Mayor Thomas Menino loved food almost as much as he loved Bostonians. He loved eating it, talking about it, and arguing about it. We had a running battle about the best pastry in the North End; as an Italian, even with parents born in the U.S., he always pulled rank, preferring Modern Pastry to my favorite, Maria’s. Chefs at campaign events would invite him back to their kitchens after he had talked with pretty much everyone who showed up—a 2008 Boston Globe poll famously reported that more than half the city's then-609,000 residents had met the mayor—to sneak him something special they had made. Lydia Shire, a pioneering Boston chef, named a pizza for him at her restaurant Scampo, a modification of one she'd thrown together the night of one of his countless (okay, five) inaugurals, with pickled jalapeno and chopped broccoli rabe. "I know the mayor likes his robbie," she said one night soon after the restaurant opened, hand-serving him one from the pizza oven.
But aside from the coddling and special treatment any mayor who shows up gets, Menino cared about food for exactly the reasons today's food-movement activists do, and long before it was fashionable to embrace what food can and should mean: access to fresh produce for everyone of every income level; gardens as ways to unite and repair communities; and, most importantly, fresh food as a route to better health.
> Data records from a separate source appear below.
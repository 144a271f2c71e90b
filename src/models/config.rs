//! Configuration model loaded from external sources.

use serde::Deserialize;

#[derive(Clone, Debug, Deserialize)]
/// Basic configuration shared across handlers.
pub struct ServerConfig {
    /// Public host name, used for cookie scope and campaign tracking links.
    pub domain: String,
    pub address: String,
    pub port: u16,
    pub database_url: String,
    pub templates_dir: String,
    /// Signs session cookies and login tokens; at least 64 bytes.
    pub secret: String,
    #[serde(default = "default_session_ttl_hours")]
    pub session_ttl_hours: i64,
}

fn default_session_ttl_hours() -> i64 {
    12
}
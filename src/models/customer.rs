//! Diesel models for imported customers.

use chrono::NaiveDateTime;
use diesel::prelude::*;

use crate::domain::customer::{Customer as DomainCustomer, NewCustomer as DomainNewCustomer};
use crate::domain::types::{
    CityName, CustomerId, EmailAddress, PersonName, PhoneNumber, SanitizedText,
    TypeConstraintError,
};

#[derive(Debug, Clone, Identifiable, Queryable, Selectable)]
#[diesel(table_name = crate::schema::kupacimport)]
/// Diesel model for [`crate::domain::customer::Customer`].
pub struct Customer {
    pub id: i32,
    pub first_name: String,
    pub last_name: String,
    pub email: Option<String>,
    pub phone: Option<String>,
    pub city: Option<String>,
    pub note: Option<String>,
    pub import_batch: String,
    pub created_at: NaiveDateTime,
}

#[derive(Insertable)]
#[diesel(table_name = crate::schema::kupacimport)]
pub struct NewCustomer<'a> {
    pub first_name: &'a str,
    pub last_name: &'a str,
    pub email: Option<&'a str>,
    pub phone: Option<&'a str>,
    pub city: Option<&'a str>,
    pub note: Option<&'a str>,
    pub import_batch: &'a str,
}

impl TryFrom<Customer> for DomainCustomer {
    type Error = TypeConstraintError;

    fn try_from(customer: Customer) -> Result<Self, Self::Error> {
        Ok(Self {
            id: CustomerId::try_from(customer.id)?,
            first_name: PersonName::new(customer.first_name)?,
            last_name: customer.last_name,
            // Contact details imported before validation are shown as missing
            // instead of failing the whole listing.
            email: customer.email.and_then(|e| EmailAddress::new(e).ok()),
            phone: customer.phone.and_then(|p| PhoneNumber::new(p).ok()),
            city: customer.city.and_then(|c| CityName::new(c).ok()),
            note: customer.note.and_then(SanitizedText::non_empty),
            import_batch: customer.import_batch,
            created_at: customer.created_at,
        })
    }
}

impl<'a> From<&'a DomainNewCustomer> for NewCustomer<'a> {
    fn from(customer: &'a DomainNewCustomer) -> Self {
        Self {
            first_name: customer.first_name.as_str(),
            last_name: customer.last_name.as_str(),
            email: customer.email.as_ref().map(EmailAddress::as_str),
            phone: customer.phone.as_ref().map(PhoneNumber::as_str),
            city: customer.city.as_ref().map(CityName::as_str),
            note: customer.note.as_ref().map(SanitizedText::as_str),
            import_batch: customer.import_batch.as_str(),
        }
    }
}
The mayor told everyone, including his biographer, longtime Atlantic senior editor Jack Beatty, that he wanted to be remembered as "the public-health mayor." That made him work particularly closely with my spouse, John Auerbach, who served 10 years as Boston's health commissioner.
Menino was a city councilor when he helped Gus Schumacher, then the Massachusetts commissioner of food and agriculture, launch a program to help WIC recipients double the value of their food coupons if they spent them on fresh produce. Launched at the Roslindale farmer's market one Saturday in August 1986, the program, which became known as Bounty Bucks, gained traction not only across the state but eventually at the federal level. As the Double Value Coupon Program, it is active at 350 farmer’s markets nationwide in 21 states and Washington, D.C., and helped give rise to the “fruit and vegetable prescription program,” which pays doctors and nutritionists to help tailor healthier diets for overweight and obese patients and redeem “prescription” coupons for fresh produce at participating supermarkets and farmer’s markets. The mayor helped launch that, too, with Boston hospitals.
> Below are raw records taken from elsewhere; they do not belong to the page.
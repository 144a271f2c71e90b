//! Page data handed from services to templates and JSON responses.

pub mod analytics;
pub mod api;
pub mod calls;
pub mod campaigns;
pub mod customers;
pub mod listings;
pub mod main;
pub mod public;
pub mod users;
Before the term “food deserts” entered the lexicon, Menino was one of the country’s first mayors to work hard to attract supermarkets to low-income neighborhoods. In a talk at Tufts University on Food Day in 2011, he said he was proud to have opened 25 new supermarkets in Boston, particularly in areas full-service supermarkets hesitated to go. They didn’t always succeed. Three years ago Menino fought to keep Walmart out of Roxbury, by then a certified food desert, even though a locally owned supermarket he had worked hard to attract had pulled out for lack of business. He saw Walmart as a threat to local ownership and the ambitious redevelopment plans he had put into place, which are now coming to fruition. (And Walmart still isn’t in Boston.)
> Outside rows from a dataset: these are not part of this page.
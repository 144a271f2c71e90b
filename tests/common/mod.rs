#![allow(dead_code)]

use std::path::PathBuf;

use diesel_migrations::{EmbeddedMigrations, MigrationHarness, embed_migrations};
use nekretnine_crm::db::{DbPool, establish_connection_pool};
use tempfile::TempDir;

pub const MIGRATIONS: EmbeddedMigrations = embed_migrations!("./migrations");

/// Migrated SQLite database in a temporary directory, removed on drop.
pub struct TestDb {
    _dir: TempDir,
    path: PathBuf,
    pool: DbPool,
}

impl TestDb {
    pub fn new(name: &str) -> Self {
        let dir = tempfile::tempdir().expect("create temp dir");
        let path = dir.path().join(name);
        let database_url = path.to_string_lossy().to_string();

        let pool = establish_connection_pool(&database_url).expect("build pool");
        let mut conn = pool.get().expect("acquire connection");
        conn.run_pending_migrations(MIGRATIONS)
            .expect("run migrations");

        Self {
            _dir: dir,
            path,
            pool,
        }
    }

    pub fn pool(&self) -> DbPool {
        self.pool.clone()
    }

    pub fn path(&self) -> &PathBuf {
        &self.path
    }
}
//! Diesel models for web analytics events.

use chrono::NaiveDateTime;
use diesel::prelude::*;

use crate::domain::types::{CampaignId, ListingId, TypeConstraintError, WebLogId};
use crate::domain::web_log::{
    NewWebLogEvent as DomainNewWebLogEvent, UtmParams, WebLogEvent as DomainWebLogEvent,
};

#[derive(Debug, Clone, Identifiable, Queryable, Selectable)]
#[diesel(table_name = crate::schema::webstrana_log)]
pub struct WebLogEvent {
    pub id: i32,
    pub listing_id: i32,
    pub campaign_id: Option<i32>,
    pub event_type: String,
    pub visitor_id: String,
    pub path: Option<String>,
    pub referrer: Option<String>,
    pub utm_source: Option<String>,
    pub utm_medium: Option<String>,
    pub utm_campaign: Option<String>,
    pub user_agent: Option<String>,
    pub created_at: NaiveDateTime,
}

#[derive(Insertable)]
#[diesel(table_name = crate::schema::webstrana_log)]
pub struct NewWebLogEvent<'a> {
    pub listing_id: i32,
    pub campaign_id: Option<i32>,
    pub event_type: &'a str,
    pub visitor_id: &'a str,
    pub path: Option<&'a str>,
    pub referrer: Option<&'a str>,
    pub utm_source: Option<&'a str>,
    pub utm_medium: Option<&'a str>,
    pub utm_campaign: Option<&'a str>,
    pub user_agent: Option<&'a str>,
    pub created_at: NaiveDateTime,
}

impl TryFrom<WebLogEvent> for DomainWebLogEvent {
    type Error = TypeConstraintError;

    fn try_from(event: WebLogEvent) -> Result<Self, Self::Error> {
        Ok(Self {
            id: WebLogId::try_from(event.id)?,
            listing_id: ListingId::try_from(event.listing_id)?,
            campaign_id: event.campaign_id.map(CampaignId::try_from).transpose()?,
            event_type: event.event_type.into(),
            visitor_id: event.visitor_id,
            path: event.path,
            referrer: event.referrer,
            utm: UtmParams {
                utm_source: event.utm_source,
                utm_medium: event.utm_medium,
                utm_campaign: event.utm_campaign,
            },
            user_agent: event.user_agent,
            created_at: event.created_at,
        })
    }
}

impl<'a> From<&'a DomainNewWebLogEvent> for NewWebLogEvent<'a> {
    fn from(event: &'a DomainNewWebLogEvent) -> Self {
        Self {
            listing_id: event.listing_id.get(),
            campaign_id: event.campaign_id.map(CampaignId::get),
            event_type: event.event_type.as_str(),
            visitor_id: event.visitor_id.as_str(),
            path: event.path.as_deref(),
            referrer: event.referrer.as_deref(),
            utm_source: event.utm.utm_source.as_deref(),
            utm_medium: event.utm.utm_medium.as_deref(),
            utm_campaign: event.utm.utm_campaign.as_deref(),
            user_agent: event.user_agent.as_deref(),
            created_at: event.created_at,
        }
    }
}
He did, however, favor the replacement of a failed Latino supermarket in Jamaica Plain by Whole Foods, despite the strong opposition of activist groups that claimed to represent poor and ethnic residents and that viewed its arrival as the last nail in the coffin of gentrification. Gentrification was well under way and had been for years--and the longtime urban pioneers who had moved to JP decades before in fact welcomed its arrival, as I told Whole Foods CEO Walter Robb in a conversation on Thursday at the Washington Ideas Forum just when the news broke of the mayor’s death. Menino used various city funds to shore up the Latino bodegas that remained in the neighborhood, which still has a strong Latino presence. Whole Foods didn’t create a local housing fund to offset rising rents its presence would cause, as activists had wanted; but it did keep its promise to stock a lot of Latino fruits and vegetables in the produce department of its relatively small—and constantly crowded—store.